Records contained in a dataset

....................

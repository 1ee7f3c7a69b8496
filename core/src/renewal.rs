//! Auto-renewal of expired authentication.
//!
//! # Design
//! When an authenticated call fails with `AuthenticationExpired`, the client
//! hands a `Renewal` to the authentication operation's policy. The policy
//! drives the recovery itself: it may re-authenticate, retry the original
//! operation against the refreshed status, or give up. The call's outcome is
//! written to a one-shot sink, so it resolves exactly once:
//!
//! - a successful `retry` resolves it with the operation output;
//! - `fail` resolves it with an error;
//! - a policy returning `Err` with the sink still open resolves it with that
//!   error, and returning `Ok` without resolving yields `RenewalUnresolved`.
//!
//! `max_renewal_attempts` caps both re-authentications and retries; `None`
//! leaves the number of rounds entirely to the policy.

use std::sync::Arc;

use async_trait::async_trait;
use tokio::sync::oneshot;
use tracing::{debug, warn};

use crate::auth::{AuthenticatedClient, Credentials};
use crate::error::{ClientError, Result};
use crate::operation::Operation;
use crate::status::AuthenticableStatus;

/// Steps available to a renewal policy for one expired call.
#[async_trait]
pub trait Renewal<S: AuthenticableStatus>: Send {
    /// Log in again with the stored credentials and return the new status.
    async fn reauthenticate(&mut self) -> Result<Arc<S>>;

    /// Re-run the original operation against `status`. On success the call
    /// is resolved with the operation output; on failure the error is
    /// returned to the policy and the call stays open.
    async fn retry(&mut self, status: Arc<S>) -> Result<()>;

    /// Resolve the call with `error`.
    fn fail(&mut self, error: ClientError) -> Result<()>;

    /// Retries performed so far.
    fn attempts(&self) -> u32;

    fn is_resolved(&self) -> bool;
}

/// Strategy invoked when an authenticated call reports an expired session.
#[async_trait]
pub trait AutoRenewalPolicy<S: AuthenticableStatus>: Send + Sync {
    async fn apply(&self, renewal: &mut dyn Renewal<S>, expired: ClientError) -> Result<()>;
}

/// Re-authenticate, then retry, for up to `rounds` rounds while the retry
/// keeps reporting an expired session.
#[derive(Debug, Clone, Copy)]
pub struct ReauthenticateAndRetry {
    rounds: u32,
}

impl ReauthenticateAndRetry {
    pub fn new(rounds: u32) -> Self {
        Self { rounds }
    }
}

impl Default for ReauthenticateAndRetry {
    fn default() -> Self {
        Self::new(1)
    }
}

#[async_trait]
impl<S: AuthenticableStatus> AutoRenewalPolicy<S> for ReauthenticateAndRetry {
    async fn apply(&self, renewal: &mut dyn Renewal<S>, expired: ClientError) -> Result<()> {
        let mut last = expired;
        for _ in 0..self.rounds {
            let status = renewal.reauthenticate().await?;
            match renewal.retry(status).await {
                Ok(()) => return Ok(()),
                Err(err) if err.is_authentication_expired() => last = err,
                Err(err) => return Err(err),
            }
        }
        Err(last)
    }
}

struct RenewalAttempt<'a, S, C, O>
where
    S: AuthenticableStatus,
    C: Credentials,
    O: Operation<S>,
{
    client: &'a AuthenticatedClient<S, C>,
    op: &'a O,
    params: &'a O::Params,
    rejected: Arc<S>,
    sink: Option<oneshot::Sender<Result<O::Output>>>,
    max_attempts: Option<u32>,
    attempts: u32,
    reauthentications: u32,
}

impl<S, C, O> RenewalAttempt<'_, S, C, O>
where
    S: AuthenticableStatus,
    C: Credentials,
    O: Operation<S>,
{
    fn resolve(&mut self, outcome: Result<O::Output>) -> Result<()> {
        let sink = self.sink.take().ok_or(ClientError::SinkAlreadyResolved)?;
        // The receiver lives until the policy returns.
        let _ = sink.send(outcome);
        Ok(())
    }

    fn check_budget(&self, used: u32) -> Result<()> {
        match self.max_attempts {
            Some(max) if used >= max => {
                warn!(attempts = used, "renewal attempts exhausted");
                Err(ClientError::RenewalExhausted { attempts: used })
            }
            _ => Ok(()),
        }
    }
}

#[async_trait]
impl<'a, S, C, O> Renewal<S> for RenewalAttempt<'a, S, C, O>
where
    S: AuthenticableStatus,
    C: Credentials,
    O: Operation<S>,
{
    async fn reauthenticate(&mut self) -> Result<Arc<S>> {
        self.check_budget(self.reauthentications)?;
        self.reauthentications += 1;
        let status = self.client.reauthenticate(&self.rejected).await?;
        self.rejected = status.clone();
        Ok(status)
    }

    async fn retry(&mut self, status: Arc<S>) -> Result<()> {
        if self.sink.is_none() {
            return Err(ClientError::SinkAlreadyResolved);
        }
        self.check_budget(self.attempts)?;
        self.attempts += 1;
        debug!(attempt = self.attempts, "retrying operation after renewal");
        match self.client.execute_with_status(self.op, self.params, &status).await {
            Ok(output) => self.resolve(Ok(output)),
            Err(err) => {
                if err.is_authentication_expired() {
                    self.rejected = status;
                }
                Err(err)
            }
        }
    }

    fn fail(&mut self, error: ClientError) -> Result<()> {
        self.resolve(Err(error))
    }

    fn attempts(&self) -> u32 {
        self.attempts
    }

    fn is_resolved(&self) -> bool {
        self.sink.is_none()
    }
}

/// Hand an expired call to `policy` and collect its single outcome.
pub(crate) async fn run<S, C, O>(
    client: &AuthenticatedClient<S, C>,
    policy: &dyn AutoRenewalPolicy<S>,
    op: &O,
    params: &O::Params,
    rejected: Arc<S>,
    expired: ClientError,
) -> Result<O::Output>
where
    S: AuthenticableStatus,
    C: Credentials,
    O: Operation<S>,
{
    let (sink, outcome) = oneshot::channel();
    let mut attempt = RenewalAttempt {
        client,
        op,
        params,
        rejected,
        sink: Some(sink),
        max_attempts: client.max_renewal_attempts(),
        attempts: 0,
        reauthentications: 0,
    };

    if let Err(err) = policy.apply(&mut attempt, expired).await {
        if attempt.fail(err).is_err() {
            warn!("renewal policy failed after resolving the call; keeping the resolved outcome");
        }
    }
    drop(attempt);

    outcome.await.unwrap_or(Err(ClientError::RenewalUnresolved))
}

....................

[Task objective]
Reproduce all the entries verbatim, leaving nothing out.

[Solved exercise]
repository 1ee7f3c7a69b8496
filename core/src/renewal.rs
//! Auto-renewal of expired authentication.
//!
//! # Design
//! When an authenticated call fails with `AuthenticationExpired`, the client
//! hands a `Renewal` to the authentication operation's policy. The policy
//! drives the recovery itself: it may re-authenticate, retry the original
//! operation against the refreshed status, or give up. The call's outcome is
//! written to a one-shot sink, so it resolves exactly once:
//!
//! - a successful `retry` resolves it with the operation output;
//! - `fail` resolves it with an error;
//! - a policy returning `Err` with the sink still open resolves it with that
//!   error, and returning `Ok` without resolving yields `RenewalUnresolved`.
//!
//! `max_renewal_attempts` caps both re-authentications and retries; `None`
//! leaves the number of rounds entirely to the policy.

use std::sync::Arc;

use async_trait::async_trait;
use tokio::sync::oneshot;
use tracing::{debug, warn};

use crate::auth::{AuthenticatedClient, Credentials};
use crate::error::{ClientError, Result};
use crate::operation::Operation;
use crate::status::AuthenticableStatus;

/// Steps available to a renewal policy for one expired call.
#[async_trait]
pub trait Renewal<S: AuthenticableStatus>: Send {
    /// Log in again with the stored credentials and return the new status.
    async fn reauthenticate(&mut self) -> Result<Arc<S>>;

    /// Re-run the original operation against `status`. On success the call
    /// is resolved with the operation output; on failure the error is
    /// returned to the policy and the call stays open.
    async fn retry(&mut self, status: Arc<S>) -> Result<()>;

    /// Resolve the call with `error`.
    fn fail(&mut self, error: ClientError) -> Result<()>;

    /// Retries performed so far.
    fn attempts(&self) -> u32;

    fn is_resolved(&self) -> bool;
}

/// Strategy invoked when an authenticated call reports an expired session.
#[async_trait]
pub trait AutoRenewalPolicy<S: AuthenticableStatus>: Send + Sync {
    async fn apply(&self, renewal: &mut dyn Renewal<S>, expired: ClientError) -> Result<()>;
}

/// Re-authenticate, then retry, for up to `rounds` rounds while the retry
/// keeps reporting an expired session.
#[derive(Debug, Clone, Copy)]
pub struct ReauthenticateAndRetry {
    rounds: u32,
}

impl ReauthenticateAndRetry {
    pub fn new(rounds: u32) -> Self {
        Self { rounds }
    }
}

impl Default for ReauthenticateAndRetry {
    fn default() -> Self {
        Self::new(1)
    }
}

#[async_trait]
impl<S: AuthenticableStatus> AutoRenewalPolicy<S> for ReauthenticateAndRetry {
    async fn apply(&self, renewal: &mut dyn Renewal<S>, expired: ClientError) -> Result<()> {
        let mut last = expired;
        for _ in 0..self.rounds {
            let status = renewal.reauthenticate().await?;
            match renewal.retry(status).await {
                Ok(()) => return Ok(()),
                Err(err) if err.is_authentication_expired() => last = err,
                Err(err) => return Err(err),
            }
        }
        Err(last)
    }
}

struct RenewalAttempt<'a, S, C, O>
where
    S: AuthenticableStatus,
    C: Credentials,
    O: Operation<S>,
{
    client: &'a AuthenticatedClient<S, C>,
    op: &'a O,
    params: &'a O::Params,
    rejected: Arc<S>,
    sink: Option<oneshot::Sender<Result<O::Output>>>,
    max_attempts: Option<u32>,
    attempts: u32,
    reauthentications: u32,
}

impl<S, C, O> RenewalAttempt<'_, S, C, O>
where
    S: AuthenticableStatus,
    C: Credentials,
    O: Operation<S>,
{
    fn resolve(&mut self, outcome: Result<O::Output>) -> Result<()> {
        let sink = self.sink.take().ok_or(ClientError::SinkAlreadyResolved)?;
        // The receiver lives until the policy returns.
        let _ = sink.send(outcome);
        Ok(())
    }

    fn check_budget(&self, used: u32) -> Result<()> {
        match self.max_attempts {
            Some(max) if used >= max => {
                warn!(attempts = used, "renewal attempts exhausted");
                Err(ClientError::RenewalExhausted { attempts: used })
            }
            _ => Ok(()),
        }
    }
}

#[async_trait]
impl<'a, S, C, O> Renewal<S> for RenewalAttempt<'a, S, C, O>
where
    S: AuthenticableStatus,
    C: Credentials,
    O: Operation<S>,
{
    async fn reauthenticate(&mut self) -> Result<Arc<S>> {
        self.check_budget(self.reauthentications)?;
        self.reauthentications += 1;
        let status = self.client.reauthenticate(&self.rejected).await?;
        self.rejected = status.clone();
        Ok(status)
    }

    async fn retry(&mut self, status: Arc<S>) -> Result<()> {
        if self.sink.is_none() {
            return Err(ClientError::SinkAlreadyResolved);
        }
        self.check_budget(self.attempts)?;
        self.attempts += 1;
        debug!(attempt = self.attempts, "retrying operation after renewal");
        match self.client.execute_with_status(self.op, self.params, &status).await {
            Ok(output) => self.resolve(Ok(output)),
            Err(err) => {
                if err.is_authentication_expired() {
                    self.rejected = status;
                }
                Err(err)
            }
        }
    }

    fn fail(&mut self, error: ClientError) -> Result<()> {
        self.resolve(Err(error))
    }

    fn attempts(&self) -> u32 {
        self.attempts
    }

    fn is_resolved(&self) -> bool {
        self.sink.is_none()
    }
}

/// Hand an expired call to `policy` and collect its single outcome.
pub(crate) async fn run<S, C, O>(
    client: &AuthenticatedClient<S, C>,
    policy: &dyn AutoRenewalPolicy<S>,
    op: &O,
    params: &O::Params,
    rejected: Arc<S>,
    expired: ClientError,
) -> Result<O::Output>
where
    S: AuthenticableStatus,
    C: Credentials,
    O: Operation<S>,
{
    let (sink, outcome) = oneshot::channel();
    let mut attempt = RenewalAttempt {
        client,
        op,
        params,
        rejected,
        sink: Some(sink),
        max_attempts: client.max_renewal_attempts(),
        attempts: 0,
        reauthentications: 0,
    };

    if let Err(err) = policy.apply(&mut attempt, expired).await {
        if attempt.fail(err).is_err() {
            warn!("renewal policy failed after resolving the call; keeping the resolved outcome");
        }
    }
    drop(attempt);

    outcome.await.unwrap_or(Err(ClientError::RenewalUnresolved))
}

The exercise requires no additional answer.